Endeavour Mining’s pre-existing malaria-control programme includes providing mosquito nets to the communities in which it operates, residual spraying inside homes and buildings, and reducing the amount of stagnant water on site, which is a breeding ground for the insects.
It isn’t the first – AngloGold Ashanti set up its malaria-control programme in Ghana in 2014, AGAMal, which saw a 75% drop in cases in the Obuasi mine area in just eight years.
‘In my personal opinion, mining companies bear a big responsibility for the health of their workers and communities,’ says Rossouw. ‘However we should also recognise that from an economic perspective – this responsibility and contribution to the broader context of ESG challenges – is a declining responsibility.
‘I think [mining companies] are doing a lot – and the South African government and economy has become very dependent on the additional support it gets from the mining sector, over and above their taxes and income. But let’s face it, the traditional large mining companies no longer operate the way they used to.’
Rossouw points out that Anglo American was instrumental in designing and developing the Impact Catalyst as a way to mitigate the impact of divesting and closing down mines. Co-founded with the Council for Scientific and Industrial Research, Exxaro and World Vision South Africa, the initiative counts as one of its projects the Community Oriented Primary Care programme, which was initially developed by the department of family medicine at the University of Pretoria, and has been successful in several municipalities.

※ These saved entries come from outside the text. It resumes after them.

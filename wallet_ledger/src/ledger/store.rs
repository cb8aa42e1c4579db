//! Storage abstraction for the ledger.
//!
//! All money movement goes through [`LedgerStore::commit`], which applies a
//! [`Changeset`] as one all-or-nothing unit: balance and hold deltas, hold row
//! settlement, appended ledger rows, bet order writes and audit records either
//! all land or none do.

use async_trait::async_trait;
use rust_decimal::Decimal;

use super::errors::LedgerResult;
use super::models::{
    AccountId, AuditRecord, CasinoRound, Category, EntryMetadata, EntryStatus, EntryType,
    LedgerTransaction, TransactionId, Wallet, WalletId,
};
use crate::bets::{BetLookup, BetOrder};

/// Ledger row to append
#[derive(Debug, Clone)]
pub struct NewEntry {
    pub amount: Decimal,
    pub entry_type: EntryType,
    pub status: EntryStatus,
    pub category: Category,
    pub reference: Option<String>,
    pub metadata: EntryMetadata,
}

/// In-place settlement of a pending hold row
#[derive(Debug, Clone)]
pub struct HoldSettlement {
    pub hold_id: TransactionId,
    pub status: EntryStatus,
    pub category: Category,
    pub metadata: EntryMetadata,
}

/// Mutation of a single wallet
///
/// The store rejects the whole changeset if either resulting balance would be
/// negative, or if `settle_hold` does not name a pending hold of this wallet.
#[derive(Debug, Clone)]
pub struct WalletLeg {
    pub wallet_id: WalletId,
    pub balance_delta: Decimal,
    pub hold_delta: Decimal,
    pub settle_hold: Option<HoldSettlement>,
    pub entry: Option<NewEntry>,
}

impl WalletLeg {
    /// Plain balance movement with one appended row
    pub fn entry(wallet_id: WalletId, entry: NewEntry) -> Self {
        Self {
            wallet_id,
            balance_delta: entry.entry_type.signed(entry.amount),
            hold_delta: Decimal::ZERO,
            settle_hold: None,
            entry: Some(entry),
        }
    }
}

/// Bet order write
#[derive(Debug, Clone)]
pub enum BetOrderWrite {
    Insert(BetOrder),
    Update(BetOrder),
}

/// Atomic unit of work
#[derive(Debug, Clone, Default)]
pub struct Changeset {
    pub legs: Vec<WalletLeg>,
    pub bets: Vec<BetOrderWrite>,
    pub audit: Vec<AuditRecord>,
}

impl Changeset {
    pub fn leg(mut self, leg: WalletLeg) -> Self {
        self.legs.push(leg);
        self
    }

    pub fn bet(mut self, write: BetOrderWrite) -> Self {
        self.bets.push(write);
        self
    }

    pub fn audit(mut self, records: impl IntoIterator<Item = AuditRecord>) -> Self {
        self.audit.extend(records);
        self
    }

    pub fn is_empty(&self) -> bool {
        self.legs.is_empty() && self.bets.is_empty() && self.audit.is_empty()
    }
}

/// Wallet state and appended row after one leg
#[derive(Debug, Clone)]
pub struct CommittedLeg {
    pub wallet: Wallet,
    pub entry: Option<LedgerTransaction>,
}

/// Result of a committed changeset, legs in input order
#[derive(Debug, Clone, Default)]
pub struct Committed {
    pub legs: Vec<CommittedLeg>,
}

/// Semantic key of a casino action
#[derive(Debug, Clone, PartialEq, Eq)]
pub struct CasinoActionKey {
    pub game_id: String,
    pub action_id: String,
    /// Part of the key only when the provider sent one
    pub subtype: Option<String>,
}

/// Trait for ledger storage backends
#[async_trait]
pub trait LedgerStore: Send + Sync {
    /// Create the wallet of an account
    async fn create_wallet(&self, account_id: AccountId, currency: &str) -> LedgerResult<Wallet>;

    /// Get wallet by ID
    async fn wallet(&self, wallet_id: WalletId) -> LedgerResult<Wallet>;

    /// Get wallet of an account
    async fn wallet_by_account(&self, account_id: AccountId) -> LedgerResult<Wallet>;

    /// Apply a changeset atomically
    async fn commit(&self, changeset: Changeset) -> LedgerResult<Committed>;

    /// Get ledger row by ID
    async fn transaction(&self, id: TransactionId) -> LedgerResult<Option<LedgerTransaction>>;

    /// Get ledger row by idempotency reference
    async fn find_by_reference(&self, reference: &str) -> LedgerResult<Option<LedgerTransaction>>;

    /// Get the completed casino row carrying this semantic key
    async fn find_casino_action(
        &self,
        key: &CasinoActionKey,
    ) -> LedgerResult<Option<LedgerTransaction>>;

    /// Ledger rows of a wallet, newest first
    async fn history(&self, wallet_id: WalletId, limit: i64)
    -> LedgerResult<Vec<LedgerTransaction>>;

    /// Pending holds of a wallet
    async fn pending_holds(&self, wallet_id: WalletId) -> LedgerResult<Vec<LedgerTransaction>>;

    /// Find a bet order
    async fn bet_order(&self, lookup: &BetLookup) -> LedgerResult<Option<BetOrder>>;

    /// Insert or replace the round keyed by `(game_id, user_id)`
    async fn upsert_round(&self, round: &CasinoRound) -> LedgerResult<()>;

    /// Get a casino round
    async fn round(&self, game_id: &str, user_id: &str) -> LedgerResult<Option<CasinoRound>>;

    /// Audit records of a subject, oldest first
    async fn audit_trail(&self, subject_id: uuid::Uuid) -> LedgerResult<Vec<AuditRecord>>;

    /// Check the backend is reachable
    async fn health_check(&self) -> LedgerResult<()>;
}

‘Our most important priority is to ensure that everyone is better off and healthier having worked for Anglo American,’ says Charles Mbekeni, health lead for Southern Africa at Anglo American. ‘We need our people to be healthy, happy, engaged and fulfilled in work and life. It makes us safer, more productive, and a stronger force for good in the communities where we operate.
‘We tackle the threats to health and well-being wherever we find them, with separate programmes for physical and mental health – including our Living with Dignity programme to tackle the scourge of gender-based and domestic violence prevalent around the world – for creating a healthier working environment, and for encouraging healthy lifestyles.’